Although there is no controlling Third Circuit precedent and the parties cite little law, several federal cases confirm a willingness to award damages based on considerations of equity, reason, and pragmatism. See Steele v. Bulova Watch Co., Inc., 344 U.S. 280, 284 (1952) (recognizing district court's authority to award relief according to principles of equity to prevent violation of any registrant's rights); Pioneer Leimel Fabrics, Inc. v. Rothman Indstries, Ltd. et al., 25 U.S.P.Q.2d 1096, 1105 (E.D.Pa. 1992), amended 1992 WL 174753 (July 21, 1992), aff'd, 993 F.2d 225 (3d Cir. 1993) (approving of damage award based on equitable factors). Also, 15 U.S.C. § 1120 independently imposes civil liability for damages sustained by a person injured as a result of the procurement of the registration of a mark by a false or fraudulent declaration.

Upon considering this statutory language and case law, Plaintiff's Complaint alleges sufficient facts to establish standing under the Lanham Act. The Complaint alleges that "Defendant PRS falsely registered the trademark EarthMate under its own name when it knew that its contract with the City required it to register the trademark under the City's name." (Pl's Compl. at 42). As a result of the false registration, Plaintiff alleges Defendant "infringed on the rights of plaintiff to have the trademark registered in its own name" (Pl's Compl. at 43) and "violated 15 U.S.C. Section 1051 et seq by applying to register a trademark of which it was not the owner." (Pl's Compl. at 44). As stated above, 15 U.S.C. § 1120 authorizes a civil action by any person making such allegations.

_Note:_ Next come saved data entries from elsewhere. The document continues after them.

use ratatui::{
    layout::{Constraint, Flex, Layout},
    prelude::{Buffer, Rect},
    style::Style,
    text::{Line, Text},
    widgets::{Block, Clear, Padding, Widget},
};
use tetrion_engine::{GameSession, SessionState};

use crate::ui::widgets::{BoardDisplay, PieceDisplay, SessionStatsDisplay, color, style};

/// Stats, board and next-piece preview of a session, side by side.
///
/// The border color follows the session state, and a popup covers the
/// board while paused or after game over.
#[derive(Debug)]
pub struct SessionDisplay<'a> {
    session: &'a GameSession,
    horizontal_padding: u16,
    vertical_padding: u16,
}

impl<'a> SessionDisplay<'a> {
    pub fn new(session: &'a GameSession) -> Self {
        Self {
            session,
            horizontal_padding: 1,
            vertical_padding: 0,
        }
    }

    /// Height needed to draw the whole display.
    pub fn height() -> u16 {
        BoardDisplay::new(&[]).block(Block::bordered()).height()
    }
}

impl Widget for SessionDisplay<'_> {
    fn render(self, area: Rect, buf: &mut Buffer)
    where
        Self: Sized,
    {
        Widget::render(&self, area, buf);
    }
}

impl Widget for &SessionDisplay<'_> {
    fn render(self, area: Rect, buf: &mut Buffer)
    where
        Self: Sized,
    {
        let style = style::DEFAULT;
        let block_padding = Padding::symmetric(self.horizontal_padding, self.vertical_padding);
        let border_style = match self.session.session_state() {
            SessionState::Playing => color::WHITE,
            SessionState::Paused => color::YELLOW,
            SessionState::GameOver => color::RED,
        };

        let render_cells = self.session.render_cells();
        let preview_cells = self.session.preview_cells();

        let game_board = {
            let widget = BoardDisplay::new(&render_cells)
                .block(Block::bordered().border_style(border_style).style(style));
            if self.session.session_state().is_playing() {
                widget.ghost(self.session.simulate_drop_position())
            } else {
                widget
            }
        };
        let next_panel = PieceDisplay::new(&preview_cells).block(
            Block::bordered()
                .title(Line::from("NEXT").centered())
                .padding(block_padding)
                .border_style(border_style)
                .style(style),
        );
        let session_stats = SessionStatsDisplay::new(self.session).block(
            Block::bordered()
                .title(Line::from("STATS").centered())
                .padding(block_padding)
                .border_style(border_style)
                .style(style),
        );

        let [left_column, center_column, right_column] = Layout::horizontal([
            Constraint::Length(session_stats.width()),
            Constraint::Length(game_board.width()),
            Constraint::Length(next_panel.width()),
        ])
        .flex(Flex::Center)
        .spacing(1)
        .areas(area);

        let [stats_area] =
            Layout::vertical([Constraint::Length(session_stats.height())]).areas(left_column);
        let [board_area] =
            Layout::vertical([Constraint::Length(game_board.height())]).areas(center_column);
        let [next_area] =
            Layout::vertical([Constraint::Length(next_panel.height())]).areas(right_column);

        let game_board_width = game_board.width();
        session_stats.render(stats_area, buf);
        game_board.render(board_area, buf);
        next_panel.render(next_area, buf);

        let popup = match self.session.session_state() {
            SessionState::Playing => None,
            SessionState::Paused => {
                Some(("PAUSED", Style::new().fg(color::BLACK).bg(color::YELLOW)))
            }
            SessionState::GameOver => {
                Some(("GAME OVER!!", Style::new().fg(color::WHITE).bg(color::RED)))
            }
        };

        if let Some((text, style)) = popup {
            let block = Block::new().style(style);
            let text = Text::styled(text, style).centered();
            let area =
                board_area.centered(Constraint::Length(game_board_width), Constraint::Length(3));
            let inner = block.inner(area);
            Clear.render(area, buf);
            block.render(area, buf);
            text.render(inner.centered_vertically(Constraint::Length(1)), buf);
        }
    }
}
use crossterm::event::Event as CrosstermEvent;

use crate::TimerId;

/// Events processed by TUI applications.
#[derive(Debug, Clone, derive_more::IsVariant, derive_more::From)]
pub(super) enum TuiEvent {
    /// A registered timer reached its deadline.
    Timer(TimerId),
    /// Screen render timing (see [`RenderMode`](crate::RenderMode)).
    Render,
    /// Terminal events such as key input, mouse, and resize.
    Crossterm(CrosstermEvent),
}
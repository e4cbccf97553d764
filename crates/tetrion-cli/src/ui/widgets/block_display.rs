use ratatui::{
    prelude::{Buffer, Rect},
    style::Style,
    widgets::{Paragraph, Widget},
};
use tetrion_engine::PieceColor;

use crate::ui::widgets::style;

/// What occupies one grid cell on screen.
#[derive(Debug, Clone, Copy, PartialEq, Eq)]
pub enum BlockKind {
    Empty,
    /// Landing position of the falling piece.
    Ghost,
    Filled(PieceColor),
}

#[derive(Debug)]
pub struct BlockDisplay {
    style: Style,
    symbol: &'static str,
}

impl BlockDisplay {
    pub const fn new(style: Style, symbol: &'static str) -> Self {
        Self { style, symbol }
    }

    pub fn width() -> u16 {
        2
    }

    pub fn height() -> u16 {
        1
    }

    pub fn from_kind(kind: BlockKind, show_dots: bool) -> Self {
        match kind {
            BlockKind::Empty if show_dots => Self::new(style::EMPTY_DOT, "."),
            BlockKind::Empty => Self::new(style::EMPTY, ""),
            BlockKind::Ghost => Self::new(style::GHOST, "[]"),
            BlockKind::Filled(color) => Self::new(style::piece(color), ""),
        }
    }
}

impl Widget for BlockDisplay {
    fn render(self, area: Rect, buf: &mut Buffer)
    where
        Self: Sized,
    {
        Widget::render(&self, area, buf);
    }
}

impl Widget for &BlockDisplay {
    fn render(self, area: Rect, buf: &mut Buffer)
    where
        Self: Sized,
    {
        // Paragraph fills the whole area, not just the cells under the symbol
        Paragraph::new(self.symbol)
            .style(self.style)
            .centered()
            .render(area, buf);
    }
}
pub(crate) use self::{options::OptionsScreen, play::PlayScreen};

mod options;
mod play;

3. Constitutional Standing

Plaintiff has stated facts sufficient to meet the constitutional requirements for standing. In general, to establish standing to assert claim, a plaintiff must: 1) demonstrate injury in fact, which is concrete, distinct and palpable, and actual or imminent; 2) establish causal connection between injury and conduct complained of; and 3) show substantial likelihood that the requested relief will remedy the alleged injury in fact. See McConnell v. Federal Election Com'n, 540 U.S. 93 (2003) (affirming district court's dismissal for lack of standing). First, Plaintiff claims to be the rightful owner of a trademark and that Defendants' trademark infringement affects the City's ability to sell its compost products. (Pl's Compl. at 22). Second, Plaintiff alleges the Defendants' wrongful registration is the cause of the inability to sell its products. Finally, Plaintiff claims that the requested relief of declaratory relief, injunctive relief and damages will remedy the alleged injury.

For these reasons, Plaintiff has alleged sufficient facts to establish standing to state a claim of trademark infringement thus giving this court jurisdiction over the matter. This court, therefore, has supplemental jurisdiction over the related state law claims pursuant to 28 U.S.C. § 1367. The court also notes that although Plaintiff's claim is based in part on the charge of fraud, Defendants have not asserted any deficiency in the allegations.

B. Rule 12(b)(6) Motion to Dismiss 1. Allegations

Defendants also filed a Motion to Dismiss the claims against the individual defendants Turner and Boyer. The Defendants assert that the Complaint failed to state any facts to support imposing liability upon the corporate officers under either a participation theory or by piercing the corporate veil. Therefore, Defendants maintain that the Complaint must be dismissed against the individual defendants Turner and Boyer because it fails to state a claim upon which relief can be granted.

In response, Plaintiff contends that the Complaint alleges sufficient individual acts on the part of Defendants Turner and Boyer to demonstrate their participation in and liability for the tortious activity. (Pl's Memorandum in Opposition to Motion to Dismiss at p. 5).

2. Legal Standard

When deciding a motion to dismiss pursuant to Federal Rule of Civil Procedure 12(b)(6), the court may grant the motion only if, accepting all well-pleaded allegations in the complaint as true, and viewing them in the light most favorable to plaintiff, the plaintiff is not entitled to relief. Doug Grant, Inc. V. Greate Bay Casino Corp., 232 F.3d 173, 183 (3d Cir. 2000). Accordingly, a federal court may dismiss a complaint for failure to state a claim only if it is clear that no relief could be granted under any set of facts that could be proved consistent with the allegations. Doe v. Delie, 257 F.3d 309, 313 (3d Cir. 2001).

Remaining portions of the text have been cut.